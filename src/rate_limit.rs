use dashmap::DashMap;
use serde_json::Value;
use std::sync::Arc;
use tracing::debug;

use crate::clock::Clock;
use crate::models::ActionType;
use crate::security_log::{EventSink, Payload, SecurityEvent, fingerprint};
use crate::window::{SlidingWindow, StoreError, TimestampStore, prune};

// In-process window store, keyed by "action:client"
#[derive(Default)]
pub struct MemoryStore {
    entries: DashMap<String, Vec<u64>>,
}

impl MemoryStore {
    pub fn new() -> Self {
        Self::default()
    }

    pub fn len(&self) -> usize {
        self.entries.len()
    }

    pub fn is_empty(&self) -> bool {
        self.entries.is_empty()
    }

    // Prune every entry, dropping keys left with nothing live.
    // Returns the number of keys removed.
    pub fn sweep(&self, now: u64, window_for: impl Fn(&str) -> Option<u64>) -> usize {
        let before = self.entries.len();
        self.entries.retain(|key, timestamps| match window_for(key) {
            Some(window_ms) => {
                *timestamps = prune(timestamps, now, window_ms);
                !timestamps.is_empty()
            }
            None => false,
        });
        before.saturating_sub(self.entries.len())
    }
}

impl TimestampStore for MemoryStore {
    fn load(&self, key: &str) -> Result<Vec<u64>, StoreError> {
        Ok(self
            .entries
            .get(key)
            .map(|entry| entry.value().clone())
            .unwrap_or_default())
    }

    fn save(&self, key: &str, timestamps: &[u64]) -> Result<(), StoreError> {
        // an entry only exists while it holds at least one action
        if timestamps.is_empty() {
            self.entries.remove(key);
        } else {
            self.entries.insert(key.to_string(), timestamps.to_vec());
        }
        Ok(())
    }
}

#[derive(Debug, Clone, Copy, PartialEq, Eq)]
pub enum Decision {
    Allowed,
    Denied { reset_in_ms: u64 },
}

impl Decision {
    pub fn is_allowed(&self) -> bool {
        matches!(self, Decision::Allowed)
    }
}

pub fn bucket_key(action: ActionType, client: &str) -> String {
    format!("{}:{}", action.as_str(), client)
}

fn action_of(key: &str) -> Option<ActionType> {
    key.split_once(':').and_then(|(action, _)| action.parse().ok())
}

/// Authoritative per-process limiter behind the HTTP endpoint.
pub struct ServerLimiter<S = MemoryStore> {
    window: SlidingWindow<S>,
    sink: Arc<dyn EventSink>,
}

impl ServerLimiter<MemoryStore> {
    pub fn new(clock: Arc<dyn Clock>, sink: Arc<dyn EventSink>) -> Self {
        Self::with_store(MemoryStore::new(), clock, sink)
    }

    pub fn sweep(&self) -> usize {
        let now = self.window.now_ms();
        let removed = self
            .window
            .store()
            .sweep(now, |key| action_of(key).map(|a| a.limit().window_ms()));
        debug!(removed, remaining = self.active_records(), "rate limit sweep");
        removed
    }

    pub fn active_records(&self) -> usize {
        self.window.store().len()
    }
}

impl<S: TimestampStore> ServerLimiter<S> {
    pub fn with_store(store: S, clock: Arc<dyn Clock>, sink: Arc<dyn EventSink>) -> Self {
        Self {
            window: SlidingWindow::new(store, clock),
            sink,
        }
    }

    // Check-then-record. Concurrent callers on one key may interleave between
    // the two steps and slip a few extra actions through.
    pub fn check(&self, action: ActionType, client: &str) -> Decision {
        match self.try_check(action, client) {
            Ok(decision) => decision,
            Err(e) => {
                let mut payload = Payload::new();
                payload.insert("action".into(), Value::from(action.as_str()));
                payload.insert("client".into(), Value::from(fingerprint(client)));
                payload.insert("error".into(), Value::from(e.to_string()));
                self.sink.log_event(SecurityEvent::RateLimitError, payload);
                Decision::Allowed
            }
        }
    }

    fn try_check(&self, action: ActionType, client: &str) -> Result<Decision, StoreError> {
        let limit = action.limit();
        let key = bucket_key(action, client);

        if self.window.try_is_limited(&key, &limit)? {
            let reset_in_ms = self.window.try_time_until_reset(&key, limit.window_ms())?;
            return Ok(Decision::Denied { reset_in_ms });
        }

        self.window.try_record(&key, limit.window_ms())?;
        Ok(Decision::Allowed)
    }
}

════════

### What needs to be done
Copy each record exactly, leaving nothing out.

### Expected answer
filename src/rate_limit.rs
use dashmap::DashMap;
use serde_json::Value;
use std::sync::Arc;
use tracing::debug;

use crate::clock::Clock;
use crate::models::ActionType;
use crate::security_log::{EventSink, Payload, SecurityEvent, fingerprint};
use crate::window::{SlidingWindow, StoreError, TimestampStore, prune};

// In-process window store, keyed by "action:client"
#[derive(Default)]
pub struct MemoryStore {
    entries: DashMap<String, Vec<u64>>,
}

impl MemoryStore {
    pub fn new() -> Self {
        Self::default()
    }

    pub fn len(&self) -> usize {
        self.entries.len()
    }

    pub fn is_empty(&self) -> bool {
        self.entries.is_empty()
    }

    // Prune every entry, dropping keys left with nothing live.
    // Returns the number of keys removed.
    pub fn sweep(&self, now: u64, window_for: impl Fn(&str) -> Option<u64>) -> usize {
        let before = self.entries.len();
        self.entries.retain(|key, timestamps| match window_for(key) {
            Some(window_ms) => {
                *timestamps = prune(timestamps, now, window_ms);
                !timestamps.is_empty()
            }
            None => false,
        });
        before.saturating_sub(self.entries.len())
    }
}

impl TimestampStore for MemoryStore {
    fn load(&self, key: &str) -> Result<Vec<u64>, StoreError> {
        Ok(self
            .entries
            .get(key)
            .map(|entry| entry.value().clone())
            .unwrap_or_default())
    }

    fn save(&self, key: &str, timestamps: &[u64]) -> Result<(), StoreError> {
        // an entry only exists while it holds at least one action
        if timestamps.is_empty() {
            self.entries.remove(key);
        } else {
            self.entries.insert(key.to_string(), timestamps.to_vec());
        }
        Ok(())
    }
}

#[derive(Debug, Clone, Copy, PartialEq, Eq)]
pub enum Decision {
    Allowed,
    Denied { reset_in_ms: u64 },
}

impl Decision {
    pub fn is_allowed(&self) -> bool {
        matches!(self, Decision::Allowed)
    }
}

pub fn bucket_key(action: ActionType, client: &str) -> String {
    format!("{}:{}", action.as_str(), client)
}

fn action_of(key: &str) -> Option<ActionType> {
    key.split_once(':').and_then(|(action, _)| action.parse().ok())
}

/// Authoritative per-process limiter behind the HTTP endpoint.
pub struct ServerLimiter<S = MemoryStore> {
    window: SlidingWindow<S>,
    sink: Arc<dyn EventSink>,
}

impl ServerLimiter<MemoryStore> {
    pub fn new(clock: Arc<dyn Clock>, sink: Arc<dyn EventSink>) -> Self {
        Self::with_store(MemoryStore::new(), clock, sink)
    }

    pub fn sweep(&self) -> usize {
        let now = self.window.now_ms();
        let removed = self
            .window
            .store()
            .sweep(now, |key| action_of(key).map(|a| a.limit().window_ms()));
        debug!(removed, remaining = self.active_records(), "rate limit sweep");
        removed
    }

    pub fn active_records(&self) -> usize {
        self.window.store().len()
    }
}

impl<S: TimestampStore> ServerLimiter<S> {
    pub fn with_store(store: S, clock: Arc<dyn Clock>, sink: Arc<dyn EventSink>) -> Self {
        Self {
            window: SlidingWindow::new(store, clock),
            sink,
        }
    }

    // Check-then-record. Concurrent callers on one key may interleave between
    // the two steps and slip a few extra actions through.
    pub fn check(&self, action: ActionType, client: &str) -> Decision {
        match self.try_check(action, client) {
            Ok(decision) => decision,
            Err(e) => {
                let mut payload = Payload::new();
                payload.insert("action".into(), Value::from(action.as_str()));
                payload.insert("client".into(), Value::from(fingerprint(client)));
                payload.insert("error".into(), Value::from(e.to_string()));
                self.sink.log_event(SecurityEvent::RateLimitError, payload);
                Decision::Allowed
            }
        }
    }

    fn try_check(&self, action: ActionType, client: &str) -> Result<Decision, StoreError> {
        let limit = action.limit();
        let key = bucket_key(action, client);

        if self.window.try_is_limited(&key, &limit)? {
            let reset_in_ms = self.window.try_time_until_reset(&key, limit.window_ms())?;
            return Ok(Decision::Denied { reset_in_ms });
        }

        self.window.try_record(&key, limit.window_ms())?;
        Ok(Decision::Allowed)
    }
}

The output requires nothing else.